WHAT THIS TASK INVOLVES: Determine how many lines in the records hold "collections", then give that number by itself.

··· RECORDED INFORMATION

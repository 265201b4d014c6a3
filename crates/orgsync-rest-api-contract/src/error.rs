// Copyright 2025 Schelling Point Labs Inc
// SPDX-License-Identifier: AGPL-3.0-only

//! Error types for API contract validation

use orgsync_domain_types::SyncReport;
use thiserror::Error;

/// Errors that can occur during API contract validation
#[derive(Debug, Error)]
pub enum ApiContractError {
    #[error("Validation error: {0}")]
    Validation(#[from] validator::ValidationErrors),

    #[error("Invalid repository name: {0}")]
    InvalidRepositoryName(String),
}

/// Problem+JSON error response format as per RFC 7807
#[derive(Debug, Clone, PartialEq, serde::Serialize, serde::Deserialize)]
#[cfg_attr(feature = "utoipa", derive(utoipa::ToSchema))]
pub struct ProblemDetails {
    #[serde(rename = "type")]
    pub problem_type: String,
    pub title: String,
    #[serde(skip_serializing_if = "Option::is_none")]
    pub status: Option<u16>,
    pub detail: String,
    /// Field or repository name to messages
    #[serde(skip_serializing_if = "std::collections::HashMap::is_empty", default)]
    pub errors: std::collections::HashMap<String, Vec<String>>,
    /// Full report of a sync that did not fully succeed
    #[serde(skip_serializing_if = "Option::is_none", default)]
    pub report: Option<SyncReport>,
}
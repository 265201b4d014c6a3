// Copyright 2025 Schelling Point Labs Inc
// SPDX-License-Identifier: AGPL-3.0-only

//! orgsync REST API contract types and validation
//!
//! Wire types shared by the server and its tests. Stored records and sync
//! reports are served as the domain types themselves.

pub mod error;
pub mod types;
pub mod validation;

pub use error::*;
pub use types::*;
pub use validation::*;

/// Generate OpenAPI schema for the API contract types
#[cfg(feature = "utoipa")]
pub fn openapi_schema() -> utoipa::openapi::OpenApi {
    use orgsync_domain_types::{
        RateLimitStatus, RepositoryRecord, SyncFailure, SyncFailureKind, SyncReport, SyncStatus,
    };
    use utoipa::OpenApi;

    #[derive(OpenApi)]
    #[openapi(
        info(title = "orgsync REST API"),
        paths(),
        components(schemas(
            RepositoryRecord,
            SyncStatus,
            SyncFailureKind,
            SyncFailure,
            SyncReport,
            RateLimitStatus,
            SyncQuery,
            PingResponse,
            HealthStatus,
            ServiceHealth,
            HealthResponse,
            VersionResponse,
            BuildInfo,
            ProblemDetails
        ))
    )]
    struct ApiDoc;
    ApiDoc::openapi()
}
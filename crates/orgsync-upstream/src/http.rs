// Copyright 2025 Schelling Point Labs Inc
// SPDX-License-Identifier: AGPL-3.0-only

//! Request plumbing shared by both clients

use crate::error::{UpstreamError, UpstreamResult, UpstreamService};
use reqwest::{Response, StatusCode, header::HeaderMap};
use serde::de::DeserializeOwned;
use std::time::Duration;
use url::Url;

pub(crate) const USER_AGENT: &str = concat!("orgsync/", env!("CARGO_PKG_VERSION"));

pub(crate) fn build_http_client(
    service: UpstreamService,
    timeout: Duration,
) -> UpstreamResult<reqwest::Client> {
    reqwest::Client::builder()
        .user_agent(USER_AGENT)
        .timeout(timeout)
        .build()
        .map_err(|e| UpstreamError::unavailable(service, format!("failed to build HTTP client: {e}")))
}

/// Base URLs must accept path segments, e.g. `https://api.github.com`
pub(crate) fn check_base_url(service: UpstreamService, url: &Url) -> UpstreamResult<()> {
    if url.cannot_be_a_base() {
        return Err(UpstreamError::unavailable(
            service,
            format!("{url} cannot be used as an API base URL"),
        ));
    }
    Ok(())
}

/// Append percent-encoded path segments to `base`
pub(crate) fn endpoint(base: &Url, segments: &[&str]) -> Url {
    let mut url = base.clone();
    if let Ok(mut path) = url.path_segments_mut() {
        path.pop_if_empty().extend(segments);
    }
    url
}

pub(crate) fn transport_error(service: UpstreamService, err: reqwest::Error) -> UpstreamError {
    if err.is_decode() {
        UpstreamError::invalid_response(service, err.to_string())
    } else {
        UpstreamError::unavailable(service, err.to_string())
    }
}

/// Map a non-success response onto the error taxonomy
pub(crate) fn status_error(service: UpstreamService, response: &Response) -> UpstreamError {
    let status = response.status();
    let headers = response.headers();

    if is_rate_limited(status, headers) {
        return UpstreamError::RateLimited {
            service,
            retry_after_secs: retry_after_secs(headers, chrono::Utc::now().timestamp()),
        };
    }

    let message = match status {
        StatusCode::UNAUTHORIZED | StatusCode::FORBIDDEN => {
            format!("authentication rejected (HTTP {}) for {}", status.as_u16(), response.url())
        }
        _ => format!("HTTP {} from {}", status.as_u16(), response.url()),
    };
    UpstreamError::unavailable(service, message)
}

fn is_rate_limited(status: StatusCode, headers: &HeaderMap) -> bool {
    if status == StatusCode::TOO_MANY_REQUESTS {
        return true;
    }
    // GitHub signals both primary and secondary limits with 403.
    status == StatusCode::FORBIDDEN
        && (header_str(headers, "x-ratelimit-remaining") == Some("0")
            || headers.contains_key(reqwest::header::RETRY_AFTER))
}

fn retry_after_secs(headers: &HeaderMap, now_epoch: i64) -> Option<u64> {
    if let Some(secs) = header_str(headers, "retry-after").and_then(|v| v.parse::<u64>().ok()) {
        return Some(secs);
    }
    header_str(headers, "x-ratelimit-reset")
        .and_then(|v| v.parse::<i64>().ok())
        .map(|reset| reset.saturating_sub(now_epoch).max(0) as u64)
}

fn header_str<'a>(headers: &'a HeaderMap, name: &str) -> Option<&'a str> {
    headers.get(name).and_then(|v| v.to_str().ok()).map(str::trim)
}

/// Read the body and decode it into a boundary record
pub(crate) async fn decode<T: DeserializeOwned>(
    service: UpstreamService,
    response: Response,
) -> UpstreamResult<T> {
    let url = response.url().clone();
    let text = response.text().await.map_err(|e| transport_error(service, e))?;
    serde_json::from_str(&text)
        .map_err(|e| UpstreamError::invalid_response(service, format!("{url}: {e}")))
}
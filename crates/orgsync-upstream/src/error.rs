// Copyright 2025 Schelling Point Labs Inc
// SPDX-License-Identifier: AGPL-3.0-only

//! Errors raised while talking to upstream platforms

use orgsync_domain_types::SyncFailureKind;
use std::fmt;
use thiserror::Error;

/// Result alias for upstream calls
pub type UpstreamResult<T> = Result<T, UpstreamError>;

/// Which upstream platform an error came from
#[derive(Debug, Clone, Copy, PartialEq, Eq)]
pub enum UpstreamService {
    Github,
    Catalog,
}

impl fmt::Display for UpstreamService {
    fn fmt(&self, f: &mut fmt::Formatter<'_>) -> fmt::Result {
        match self {
            UpstreamService::Github => write!(f, "GitHub"),
            UpstreamService::Catalog => write!(f, "catalog"),
        }
    }
}

#[derive(Debug, Clone, Error)]
pub enum UpstreamError {
    /// Network, authentication or server-side failure
    #[error("{service} unavailable: {message}")]
    Unavailable {
        service: UpstreamService,
        message: String,
    },

    /// The platform asked us to slow down
    #[error("{service} rate limit exceeded")]
    RateLimited {
        service: UpstreamService,
        retry_after_secs: Option<u64>,
    },

    /// The body did not match the shape we expect at the boundary
    #[error("{service} returned an unexpected response: {message}")]
    InvalidResponse {
        service: UpstreamService,
        message: String,
    },
}

impl UpstreamError {
    pub fn unavailable(service: UpstreamService, message: impl Into<String>) -> Self {
        Self::Unavailable {
            service,
            message: message.into(),
        }
    }

    pub fn invalid_response(service: UpstreamService, message: impl Into<String>) -> Self {
        Self::InvalidResponse {
            service,
            message: message.into(),
        }
    }

    /// Seconds the platform asked us to wait, when it said
    pub fn retry_after_secs(&self) -> Option<u64> {
        match self {
            UpstreamError::RateLimited {
                retry_after_secs, ..
            } => *retry_after_secs,
            _ => None,
        }
    }

    /// Position of this error in the sync failure taxonomy
    pub fn failure_kind(&self) -> SyncFailureKind {
        match self {
            UpstreamError::RateLimited { .. } => SyncFailureKind::UpstreamRateLimited,
            UpstreamError::Unavailable { .. } | UpstreamError::InvalidResponse { .. } => {
                SyncFailureKind::UpstreamUnavailable
            }
        }
    }
}
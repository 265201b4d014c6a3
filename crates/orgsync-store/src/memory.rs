// Copyright 2025 Schelling Point Labs Inc
// SPDX-License-Identifier: AGPL-3.0-only

//! In-process store (for development/testing)

use crate::error::{StoreError, StoreResult};
use crate::store::RepositoryStore;
use async_trait::async_trait;
use orgsync_domain_types::RepositoryRecord;
use std::collections::{BTreeMap, HashSet};
use tokio::sync::RwLock;

#[derive(Debug, Default)]
pub struct InMemoryRepositoryStore {
    records: RwLock<BTreeMap<String, RepositoryRecord>>,
    rejected: RwLock<HashSet<String>>,
}

impl InMemoryRepositoryStore {
    pub fn new() -> Self {
        Self::default()
    }

    /// Make every later upsert of `name` fail, to exercise store failure paths
    pub async fn reject_writes_for(&self, name: &str) {
        self.rejected.write().await.insert(name.to_string());
    }

    pub async fn len(&self) -> usize {
        self.records.read().await.len()
    }

    pub async fn is_empty(&self) -> bool {
        self.records.read().await.is_empty()
    }
}

#[async_trait]
impl RepositoryStore for InMemoryRepositoryStore {
    async fn upsert(&self, record: &RepositoryRecord) -> StoreResult<()> {
        if self.rejected.read().await.contains(&record.name) {
            return Err(StoreError::Unavailable(format!(
                "write rejected for '{}'",
                record.name
            )));
        }
        let mut records = self.records.write().await;
        records.insert(record.name.clone(), record.clone());
        Ok(())
    }

    async fn list_all(&self) -> StoreResult<Vec<RepositoryRecord>> {
        let records = self.records.read().await;
        Ok(records.values().cloned().collect())
    }

    async fn list_active_names(&self) -> StoreResult<Vec<String>> {
        let records = self.records.read().await;
        Ok(records
            .values()
            .filter(|r| r.is_active)
            .map(|r| r.name.clone())
            .collect())
    }

    async fn get(&self, name: &str) -> StoreResult<Option<RepositoryRecord>> {
        let records = self.records.read().await;
        Ok(records.get(name).cloned())
    }

    async fn ping(&self) -> StoreResult<()> {
        Ok(())
    }
}
// Copyright 2025 Schelling Point Labs Inc
// SPDX-License-Identifier: AGPL-3.0-only

//! Backstage catalog client
//!
//! A repository counts as integrated when one of the catalog's registered
//! locations points into it. Entity names and kinds are not consulted, so a
//! `catalog-info.yaml` describing an entity named differently from its
//! repository still counts.

use crate::auth::Secret;
use crate::catalog::CatalogClient;
use crate::error::{UpstreamResult, UpstreamService};
use crate::http::{build_http_client, check_base_url, decode, endpoint, status_error, transport_error};
use async_trait::async_trait;
use reqwest::{Response, StatusCode};
use serde::Deserialize;
use std::time::Duration;
use tracing::debug;
use url::Url;

const SERVICE: UpstreamService = UpstreamService::Catalog;

/// Connection settings for [`BackstageClient`]
#[derive(Debug, Clone)]
pub struct BackstageConfig {
    /// Root of the Backstage deployment, including any path prefix
    pub base_url: Url,
    pub token: Secret,
    pub timeout: Duration,
}

#[derive(Debug, Deserialize)]
struct CatalogLocation {
    data: CatalogLocationData,
}

#[derive(Debug, Deserialize)]
struct CatalogLocationData {
    #[serde(default)]
    target: Option<String>,
}

/// Repository name a location target points into
///
/// Targets look like `https://github.com/{org}/{repo}/blob/main/catalog-info.yaml`;
/// the repository is the second path segment. Targets that are not URLs,
/// such as `file` locations, name no repository.
fn target_repository(target: &str) -> Option<&str> {
    let path = target.split_once("://")?.1;
    let repo = path.split('/').nth(2)?;
    let repo = repo.strip_suffix(".git").unwrap_or(repo);
    (!repo.is_empty()).then_some(repo)
}

#[derive(Debug, Clone)]
pub struct BackstageClient {
    http: reqwest::Client,
    base_url: Url,
    token: Secret,
}

impl BackstageClient {
    pub fn new(config: BackstageConfig) -> UpstreamResult<Self> {
        check_base_url(SERVICE, &config.base_url)?;
        Ok(Self {
            http: build_http_client(SERVICE, config.timeout)?,
            base_url: config.base_url,
            token: config.token,
        })
    }

    pub fn base_url(&self) -> &Url {
        &self.base_url
    }

    fn locations_url(&self) -> Url {
        endpoint(&self.base_url, &["api", "catalog", "locations"])
    }

    async fn send(&self, url: Url) -> UpstreamResult<Response> {
        debug!(url = %url, "catalog request");
        self.http
            .get(url)
            .header(reqwest::header::ACCEPT, "application/json")
            .bearer_auth(self.token.expose())
            .send()
            .await
            .map_err(|e| transport_error(SERVICE, e))
    }
}

#[async_trait]
impl CatalogClient for BackstageClient {
    async fn has_integration(&self, repo_name: &str) -> UpstreamResult<bool> {
        let response = self.send(self.locations_url()).await?;
        match response.status() {
            StatusCode::NOT_FOUND => Ok(false),
            status if status.is_success() => {
                let locations: Vec<CatalogLocation> = decode(SERVICE, response).await?;
                Ok(locations
                    .iter()
                    .filter_map(|l| l.data.target.as_deref())
                    .filter_map(target_repository)
                    .any(|repo| repo.eq_ignore_ascii_case(repo_name)))
            }
            _ => Err(status_error(SERVICE, &response)),
        }
    }

    async fn ping(&self) -> UpstreamResult<bool> {
        let mut url = endpoint(&self.base_url, &["api", "catalog", "entities"]);
        url.query_pairs_mut().append_pair("limit", "1");

        let response = self.send(url).await?;
        let status = response.status();
        if status.is_success() {
            return Ok(true);
        }
        if matches!(status, StatusCode::UNAUTHORIZED | StatusCode::FORBIDDEN) {
            return Err(status_error(SERVICE, &response));
        }
        debug!(status = status.as_u16(), "catalog ping answered without success");
        Ok(false)
    }
}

······

ANSWER BOX: 3